> Exercise data:
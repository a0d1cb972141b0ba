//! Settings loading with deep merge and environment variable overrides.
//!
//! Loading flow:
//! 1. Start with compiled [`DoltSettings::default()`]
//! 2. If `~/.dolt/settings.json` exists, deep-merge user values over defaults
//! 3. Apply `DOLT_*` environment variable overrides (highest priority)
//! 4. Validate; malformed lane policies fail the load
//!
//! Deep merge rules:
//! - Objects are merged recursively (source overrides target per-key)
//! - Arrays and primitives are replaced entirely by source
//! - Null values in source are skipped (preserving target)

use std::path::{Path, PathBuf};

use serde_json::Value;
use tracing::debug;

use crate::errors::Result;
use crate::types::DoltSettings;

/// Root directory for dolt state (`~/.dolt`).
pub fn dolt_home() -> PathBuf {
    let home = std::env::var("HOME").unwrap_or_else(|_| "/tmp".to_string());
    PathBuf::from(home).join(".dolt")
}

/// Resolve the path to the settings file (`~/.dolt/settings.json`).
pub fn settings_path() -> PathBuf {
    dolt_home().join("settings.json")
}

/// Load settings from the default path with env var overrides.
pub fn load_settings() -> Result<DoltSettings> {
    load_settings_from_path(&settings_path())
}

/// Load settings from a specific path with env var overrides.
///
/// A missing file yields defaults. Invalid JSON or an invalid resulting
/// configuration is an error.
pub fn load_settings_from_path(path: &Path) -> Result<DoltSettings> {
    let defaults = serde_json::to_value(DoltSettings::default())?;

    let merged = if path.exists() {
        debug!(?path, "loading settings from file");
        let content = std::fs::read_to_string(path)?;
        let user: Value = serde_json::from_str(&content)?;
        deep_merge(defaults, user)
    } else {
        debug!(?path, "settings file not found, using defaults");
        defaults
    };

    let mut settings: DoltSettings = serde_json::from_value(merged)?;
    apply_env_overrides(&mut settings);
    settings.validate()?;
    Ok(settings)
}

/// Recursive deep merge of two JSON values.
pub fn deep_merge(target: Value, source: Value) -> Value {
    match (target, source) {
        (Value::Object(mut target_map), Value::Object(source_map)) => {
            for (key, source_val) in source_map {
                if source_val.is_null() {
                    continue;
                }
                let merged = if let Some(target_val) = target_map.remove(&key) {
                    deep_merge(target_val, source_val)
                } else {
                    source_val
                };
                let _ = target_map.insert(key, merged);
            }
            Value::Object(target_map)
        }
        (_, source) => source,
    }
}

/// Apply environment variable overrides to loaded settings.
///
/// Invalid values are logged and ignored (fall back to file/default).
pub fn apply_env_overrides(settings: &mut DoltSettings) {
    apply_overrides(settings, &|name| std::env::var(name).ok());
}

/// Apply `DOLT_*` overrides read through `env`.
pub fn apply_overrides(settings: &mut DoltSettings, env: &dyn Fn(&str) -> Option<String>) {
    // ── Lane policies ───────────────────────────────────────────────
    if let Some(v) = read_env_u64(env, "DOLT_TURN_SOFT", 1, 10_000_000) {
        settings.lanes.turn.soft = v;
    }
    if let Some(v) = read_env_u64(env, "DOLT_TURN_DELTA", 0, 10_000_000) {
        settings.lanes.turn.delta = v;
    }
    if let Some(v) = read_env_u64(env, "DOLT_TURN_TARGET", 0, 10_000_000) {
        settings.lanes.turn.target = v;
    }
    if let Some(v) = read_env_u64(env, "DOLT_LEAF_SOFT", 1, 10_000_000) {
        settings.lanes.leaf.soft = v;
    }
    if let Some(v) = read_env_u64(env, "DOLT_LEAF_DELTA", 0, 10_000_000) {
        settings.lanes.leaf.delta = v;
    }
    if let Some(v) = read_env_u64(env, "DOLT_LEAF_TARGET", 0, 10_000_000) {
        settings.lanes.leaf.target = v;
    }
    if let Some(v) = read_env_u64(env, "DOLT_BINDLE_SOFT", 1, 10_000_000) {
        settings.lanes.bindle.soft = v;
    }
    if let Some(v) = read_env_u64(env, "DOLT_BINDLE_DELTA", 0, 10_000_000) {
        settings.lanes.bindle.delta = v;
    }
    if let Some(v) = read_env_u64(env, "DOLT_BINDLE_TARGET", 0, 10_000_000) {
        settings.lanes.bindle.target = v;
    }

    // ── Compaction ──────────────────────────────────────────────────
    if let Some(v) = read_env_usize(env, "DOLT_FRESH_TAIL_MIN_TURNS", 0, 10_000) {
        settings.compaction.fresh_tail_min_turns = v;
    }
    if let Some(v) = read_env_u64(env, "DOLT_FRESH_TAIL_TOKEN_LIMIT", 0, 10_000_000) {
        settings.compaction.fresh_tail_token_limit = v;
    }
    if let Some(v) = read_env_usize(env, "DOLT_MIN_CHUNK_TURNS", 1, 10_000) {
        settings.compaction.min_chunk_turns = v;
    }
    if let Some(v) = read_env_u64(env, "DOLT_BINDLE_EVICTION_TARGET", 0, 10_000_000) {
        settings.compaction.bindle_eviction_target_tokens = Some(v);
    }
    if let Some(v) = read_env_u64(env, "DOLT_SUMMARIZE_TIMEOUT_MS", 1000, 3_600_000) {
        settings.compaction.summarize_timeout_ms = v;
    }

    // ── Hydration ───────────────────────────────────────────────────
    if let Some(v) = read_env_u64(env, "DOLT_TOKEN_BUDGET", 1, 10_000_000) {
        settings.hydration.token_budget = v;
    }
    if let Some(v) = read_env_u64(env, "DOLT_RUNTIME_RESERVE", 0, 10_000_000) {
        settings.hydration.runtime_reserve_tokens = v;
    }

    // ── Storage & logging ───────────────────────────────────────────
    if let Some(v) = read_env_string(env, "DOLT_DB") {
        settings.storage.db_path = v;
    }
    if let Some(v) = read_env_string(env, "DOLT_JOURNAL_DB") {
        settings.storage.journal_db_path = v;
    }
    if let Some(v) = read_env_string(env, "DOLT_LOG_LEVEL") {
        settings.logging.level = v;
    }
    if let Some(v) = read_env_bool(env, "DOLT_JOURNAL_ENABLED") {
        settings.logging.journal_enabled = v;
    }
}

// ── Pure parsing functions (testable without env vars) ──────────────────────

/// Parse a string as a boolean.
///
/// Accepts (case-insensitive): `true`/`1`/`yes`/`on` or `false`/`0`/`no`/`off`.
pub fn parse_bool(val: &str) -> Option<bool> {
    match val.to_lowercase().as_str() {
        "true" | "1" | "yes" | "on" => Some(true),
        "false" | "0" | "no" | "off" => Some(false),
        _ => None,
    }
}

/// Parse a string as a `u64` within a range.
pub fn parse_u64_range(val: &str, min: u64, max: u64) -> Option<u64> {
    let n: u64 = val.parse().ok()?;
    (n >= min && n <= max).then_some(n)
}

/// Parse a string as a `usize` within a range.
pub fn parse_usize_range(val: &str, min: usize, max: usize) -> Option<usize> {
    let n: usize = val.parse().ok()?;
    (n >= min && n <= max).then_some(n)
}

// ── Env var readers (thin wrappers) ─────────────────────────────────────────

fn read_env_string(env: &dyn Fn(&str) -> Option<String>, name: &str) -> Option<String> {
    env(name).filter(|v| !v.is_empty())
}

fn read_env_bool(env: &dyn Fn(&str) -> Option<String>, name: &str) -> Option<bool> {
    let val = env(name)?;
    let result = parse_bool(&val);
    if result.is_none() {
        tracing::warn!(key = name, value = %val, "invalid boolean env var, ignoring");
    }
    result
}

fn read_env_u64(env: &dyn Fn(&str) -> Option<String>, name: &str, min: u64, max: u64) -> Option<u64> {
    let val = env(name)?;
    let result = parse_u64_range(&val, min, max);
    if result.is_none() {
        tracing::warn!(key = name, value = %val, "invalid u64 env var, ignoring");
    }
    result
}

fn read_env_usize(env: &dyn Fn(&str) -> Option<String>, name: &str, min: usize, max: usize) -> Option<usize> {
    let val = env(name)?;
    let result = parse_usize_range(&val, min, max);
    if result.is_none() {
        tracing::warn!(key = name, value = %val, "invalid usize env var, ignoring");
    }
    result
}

--

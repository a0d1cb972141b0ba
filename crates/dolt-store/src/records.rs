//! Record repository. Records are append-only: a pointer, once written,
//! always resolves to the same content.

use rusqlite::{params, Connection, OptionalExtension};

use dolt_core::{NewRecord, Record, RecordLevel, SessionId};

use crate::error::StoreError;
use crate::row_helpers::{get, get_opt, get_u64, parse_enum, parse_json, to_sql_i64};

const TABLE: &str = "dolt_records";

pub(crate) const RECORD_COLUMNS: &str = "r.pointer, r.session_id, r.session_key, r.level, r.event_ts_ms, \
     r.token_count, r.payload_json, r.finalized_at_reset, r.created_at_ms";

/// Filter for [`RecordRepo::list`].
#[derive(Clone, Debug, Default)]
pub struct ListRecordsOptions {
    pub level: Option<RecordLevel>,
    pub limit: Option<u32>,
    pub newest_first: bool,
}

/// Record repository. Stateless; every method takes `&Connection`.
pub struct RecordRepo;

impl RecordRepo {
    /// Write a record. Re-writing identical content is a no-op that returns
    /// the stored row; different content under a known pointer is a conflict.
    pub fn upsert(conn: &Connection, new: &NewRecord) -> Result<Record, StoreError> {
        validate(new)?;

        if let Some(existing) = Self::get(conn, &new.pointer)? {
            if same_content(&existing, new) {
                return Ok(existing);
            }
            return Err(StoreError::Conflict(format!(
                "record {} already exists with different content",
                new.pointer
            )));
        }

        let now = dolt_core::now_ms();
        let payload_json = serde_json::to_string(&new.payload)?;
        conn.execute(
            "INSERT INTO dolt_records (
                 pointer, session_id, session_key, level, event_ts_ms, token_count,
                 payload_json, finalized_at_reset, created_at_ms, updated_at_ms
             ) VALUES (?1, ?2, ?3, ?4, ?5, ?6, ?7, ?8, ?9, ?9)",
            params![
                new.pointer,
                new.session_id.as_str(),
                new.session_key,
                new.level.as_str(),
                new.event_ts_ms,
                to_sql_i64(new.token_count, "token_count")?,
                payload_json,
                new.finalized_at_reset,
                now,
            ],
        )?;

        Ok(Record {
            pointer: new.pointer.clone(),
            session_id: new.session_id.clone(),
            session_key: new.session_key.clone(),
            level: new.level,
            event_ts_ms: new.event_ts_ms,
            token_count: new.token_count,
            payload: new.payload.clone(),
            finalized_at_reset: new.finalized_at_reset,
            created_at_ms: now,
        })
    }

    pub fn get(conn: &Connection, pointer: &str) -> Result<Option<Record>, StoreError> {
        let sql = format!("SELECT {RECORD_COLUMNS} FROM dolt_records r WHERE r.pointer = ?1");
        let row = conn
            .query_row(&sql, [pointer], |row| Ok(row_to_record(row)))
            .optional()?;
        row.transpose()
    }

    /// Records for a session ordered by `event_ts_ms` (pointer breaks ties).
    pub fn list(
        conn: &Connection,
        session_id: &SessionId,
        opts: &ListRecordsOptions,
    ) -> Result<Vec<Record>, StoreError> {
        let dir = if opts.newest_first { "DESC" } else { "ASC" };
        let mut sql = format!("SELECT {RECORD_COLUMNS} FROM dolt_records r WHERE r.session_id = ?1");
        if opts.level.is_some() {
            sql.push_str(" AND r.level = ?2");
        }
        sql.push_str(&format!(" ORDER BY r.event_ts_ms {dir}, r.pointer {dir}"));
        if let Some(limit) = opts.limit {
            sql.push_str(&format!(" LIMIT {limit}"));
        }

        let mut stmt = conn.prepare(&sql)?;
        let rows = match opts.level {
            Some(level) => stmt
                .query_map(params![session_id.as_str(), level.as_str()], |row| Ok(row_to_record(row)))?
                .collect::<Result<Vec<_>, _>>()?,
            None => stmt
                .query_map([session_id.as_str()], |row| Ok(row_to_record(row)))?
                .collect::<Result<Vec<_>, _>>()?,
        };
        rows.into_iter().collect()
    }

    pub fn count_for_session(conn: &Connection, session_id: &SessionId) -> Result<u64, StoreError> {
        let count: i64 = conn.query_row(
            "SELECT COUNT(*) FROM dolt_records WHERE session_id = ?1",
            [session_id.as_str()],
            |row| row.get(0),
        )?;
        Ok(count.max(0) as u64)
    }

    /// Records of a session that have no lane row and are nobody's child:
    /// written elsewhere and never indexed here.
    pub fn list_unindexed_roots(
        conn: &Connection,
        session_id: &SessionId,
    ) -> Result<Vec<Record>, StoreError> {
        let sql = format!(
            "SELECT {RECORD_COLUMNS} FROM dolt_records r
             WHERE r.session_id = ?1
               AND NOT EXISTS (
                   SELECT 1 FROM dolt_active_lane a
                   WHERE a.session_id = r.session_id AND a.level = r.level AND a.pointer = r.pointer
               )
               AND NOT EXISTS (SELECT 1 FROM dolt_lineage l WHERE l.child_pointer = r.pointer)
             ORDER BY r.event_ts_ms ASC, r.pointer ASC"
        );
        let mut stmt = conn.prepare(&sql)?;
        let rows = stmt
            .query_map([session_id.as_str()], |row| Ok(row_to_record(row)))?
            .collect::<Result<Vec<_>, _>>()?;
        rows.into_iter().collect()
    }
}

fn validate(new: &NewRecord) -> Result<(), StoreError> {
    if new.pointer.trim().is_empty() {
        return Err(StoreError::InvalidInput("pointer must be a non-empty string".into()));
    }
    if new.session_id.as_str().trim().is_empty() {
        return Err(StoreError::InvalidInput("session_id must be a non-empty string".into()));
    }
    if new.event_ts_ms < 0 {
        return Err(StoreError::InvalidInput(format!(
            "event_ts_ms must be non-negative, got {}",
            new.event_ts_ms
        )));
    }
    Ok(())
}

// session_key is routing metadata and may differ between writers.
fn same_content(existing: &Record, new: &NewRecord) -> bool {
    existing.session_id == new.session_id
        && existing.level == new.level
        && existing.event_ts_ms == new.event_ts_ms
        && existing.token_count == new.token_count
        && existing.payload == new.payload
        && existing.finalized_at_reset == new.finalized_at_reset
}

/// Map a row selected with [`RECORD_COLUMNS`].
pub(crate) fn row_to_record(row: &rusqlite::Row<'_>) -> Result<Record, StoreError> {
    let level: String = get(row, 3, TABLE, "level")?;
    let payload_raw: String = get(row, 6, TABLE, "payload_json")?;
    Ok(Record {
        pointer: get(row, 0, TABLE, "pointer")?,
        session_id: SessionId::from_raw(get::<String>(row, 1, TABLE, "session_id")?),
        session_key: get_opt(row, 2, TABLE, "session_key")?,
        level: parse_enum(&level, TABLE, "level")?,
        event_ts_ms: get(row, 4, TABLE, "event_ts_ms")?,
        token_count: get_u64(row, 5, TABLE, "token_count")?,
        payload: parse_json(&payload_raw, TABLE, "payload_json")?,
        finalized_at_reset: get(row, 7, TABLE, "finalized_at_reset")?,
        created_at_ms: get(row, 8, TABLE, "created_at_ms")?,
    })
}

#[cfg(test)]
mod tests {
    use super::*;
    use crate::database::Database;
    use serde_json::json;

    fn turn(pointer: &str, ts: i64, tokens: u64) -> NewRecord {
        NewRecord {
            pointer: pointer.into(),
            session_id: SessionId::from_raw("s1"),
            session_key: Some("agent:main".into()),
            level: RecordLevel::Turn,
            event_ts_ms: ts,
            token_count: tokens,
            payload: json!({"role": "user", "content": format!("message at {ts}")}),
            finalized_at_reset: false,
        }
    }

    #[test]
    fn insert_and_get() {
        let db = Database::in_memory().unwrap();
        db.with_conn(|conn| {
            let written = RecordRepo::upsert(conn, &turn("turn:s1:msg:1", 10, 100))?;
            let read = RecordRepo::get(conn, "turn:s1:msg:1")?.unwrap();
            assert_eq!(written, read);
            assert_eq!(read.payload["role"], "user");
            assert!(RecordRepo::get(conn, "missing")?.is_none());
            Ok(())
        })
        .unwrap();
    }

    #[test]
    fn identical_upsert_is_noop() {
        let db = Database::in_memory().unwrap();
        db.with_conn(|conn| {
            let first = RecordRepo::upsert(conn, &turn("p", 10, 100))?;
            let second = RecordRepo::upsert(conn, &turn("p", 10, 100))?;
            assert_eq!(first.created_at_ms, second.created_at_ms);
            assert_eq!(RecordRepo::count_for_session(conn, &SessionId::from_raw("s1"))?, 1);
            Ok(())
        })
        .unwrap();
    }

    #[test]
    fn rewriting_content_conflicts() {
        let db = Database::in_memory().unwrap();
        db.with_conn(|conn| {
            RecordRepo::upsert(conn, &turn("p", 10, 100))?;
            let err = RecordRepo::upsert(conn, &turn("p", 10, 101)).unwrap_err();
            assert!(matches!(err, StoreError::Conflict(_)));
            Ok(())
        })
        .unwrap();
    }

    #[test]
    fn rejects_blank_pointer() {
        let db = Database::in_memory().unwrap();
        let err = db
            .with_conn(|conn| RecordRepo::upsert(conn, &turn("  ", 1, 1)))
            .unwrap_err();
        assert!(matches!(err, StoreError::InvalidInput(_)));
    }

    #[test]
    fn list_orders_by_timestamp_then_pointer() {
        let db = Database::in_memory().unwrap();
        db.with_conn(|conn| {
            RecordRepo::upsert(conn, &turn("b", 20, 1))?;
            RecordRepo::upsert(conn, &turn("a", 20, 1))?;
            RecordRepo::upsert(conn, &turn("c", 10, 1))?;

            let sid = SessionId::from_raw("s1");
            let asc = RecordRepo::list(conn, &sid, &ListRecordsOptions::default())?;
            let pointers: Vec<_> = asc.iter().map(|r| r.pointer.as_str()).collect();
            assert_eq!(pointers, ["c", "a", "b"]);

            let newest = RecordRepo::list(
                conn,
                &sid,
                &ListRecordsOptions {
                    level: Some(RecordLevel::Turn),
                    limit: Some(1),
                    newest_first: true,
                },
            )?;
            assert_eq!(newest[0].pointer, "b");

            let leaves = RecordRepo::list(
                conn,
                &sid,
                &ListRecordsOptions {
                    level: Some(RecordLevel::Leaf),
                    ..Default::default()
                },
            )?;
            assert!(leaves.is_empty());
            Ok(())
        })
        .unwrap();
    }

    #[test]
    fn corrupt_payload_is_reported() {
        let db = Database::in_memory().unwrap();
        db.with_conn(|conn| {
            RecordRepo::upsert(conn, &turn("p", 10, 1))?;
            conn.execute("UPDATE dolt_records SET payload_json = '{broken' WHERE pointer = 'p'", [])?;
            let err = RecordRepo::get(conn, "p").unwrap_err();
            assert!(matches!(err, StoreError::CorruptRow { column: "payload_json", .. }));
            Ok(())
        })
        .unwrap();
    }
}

> Exercise aim:
Read the listing above, then copy every line that includes the string "must".

> Task solution:
        return Err(StoreError::InvalidInput("pointer must be a non-empty string".into()));
        return Err(StoreError::InvalidInput("session_id must be a non-empty string".into()));
            "event_ts_ms must be non-negative, got {}",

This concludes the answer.